▶ [Your goal] Output the full listing again without altering anything.

▶ [Recorded data]
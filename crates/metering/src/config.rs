//! Metering configuration.

use crate::plan::{FREE_DAILY_LIMIT, FREE_MONTHLY_LIMIT, PlanLimiter};

/// Metering configuration for one metered service.
#[derive(Debug, Clone, PartialEq, Eq)]
pub struct MeteringConfig {
    /// Service/queue name that usage is counted against.
    pub service: String,
    pub free_daily_limit: u32,
    pub free_monthly_limit: u32,
    /// Admit unconditionally while the user's daily or monthly count is zero.
    ///
    /// Kept for parity with production behavior; pending product-owner confirmation.
    pub first_use_exemption: bool,
}

impl Default for MeteringConfig {
    fn default() -> Self {
        Self {
            service: "chart-analysis".to_string(),
            free_daily_limit: FREE_DAILY_LIMIT,
            free_monthly_limit: FREE_MONTHLY_LIMIT,
            first_use_exemption: true,
        }
    }
}

impl MeteringConfig {
    pub fn with_service(mut self, service: impl Into<String>) -> Self {
        self.service = service.into();
        self
    }

    pub fn with_free_limits(mut self, daily: u32, monthly: u32) -> Self {
        self.free_daily_limit = daily;
        self.free_monthly_limit = monthly;
        self
    }

    pub fn with_first_use_exemption(mut self, enabled: bool) -> Self {
        self.first_use_exemption = enabled;
        self
    }

    pub fn limiter(&self) -> PlanLimiter {
        PlanLimiter::new(self.free_daily_limit, self.free_monthly_limit)
    }
}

▶ [Exercise response]
filename crates/metering/src/config.rs
//! Metering configuration.

use crate::plan::{FREE_DAILY_LIMIT, FREE_MONTHLY_LIMIT, PlanLimiter};

/// Metering configuration for one metered service.
#[derive(Debug, Clone, PartialEq, Eq)]
pub struct MeteringConfig {
    /// Service/queue name that usage is counted against.
    pub service: String,
    pub free_daily_limit: u32,
    pub free_monthly_limit: u32,
    /// Admit unconditionally while the user's daily or monthly count is zero.
    ///
    /// Kept for parity with production behavior; pending product-owner confirmation.
    pub first_use_exemption: bool,
}

impl Default for MeteringConfig {
    fn default() -> Self {
        Self {
            service: "chart-analysis".to_string(),
            free_daily_limit: FREE_DAILY_LIMIT,
            free_monthly_limit: FREE_MONTHLY_LIMIT,
            first_use_exemption: true,
        }
    }
}

impl MeteringConfig {
    pub fn with_service(mut self, service: impl Into<String>) -> Self {
        self.service = service.into();
        self
    }

    pub fn with_free_limits(mut self, daily: u32, monthly: u32) -> Self {
        self.free_daily_limit = daily;
        self.free_monthly_limit = monthly;
        self
    }

    pub fn with_first_use_exemption(mut self, enabled: bool) -> Self {
        self.first_use_exemption = enabled;
        self
    }

    pub fn limiter(&self) -> PlanLimiter {
        PlanLimiter::new(self.free_daily_limit, self.free_monthly_limit)
    }
}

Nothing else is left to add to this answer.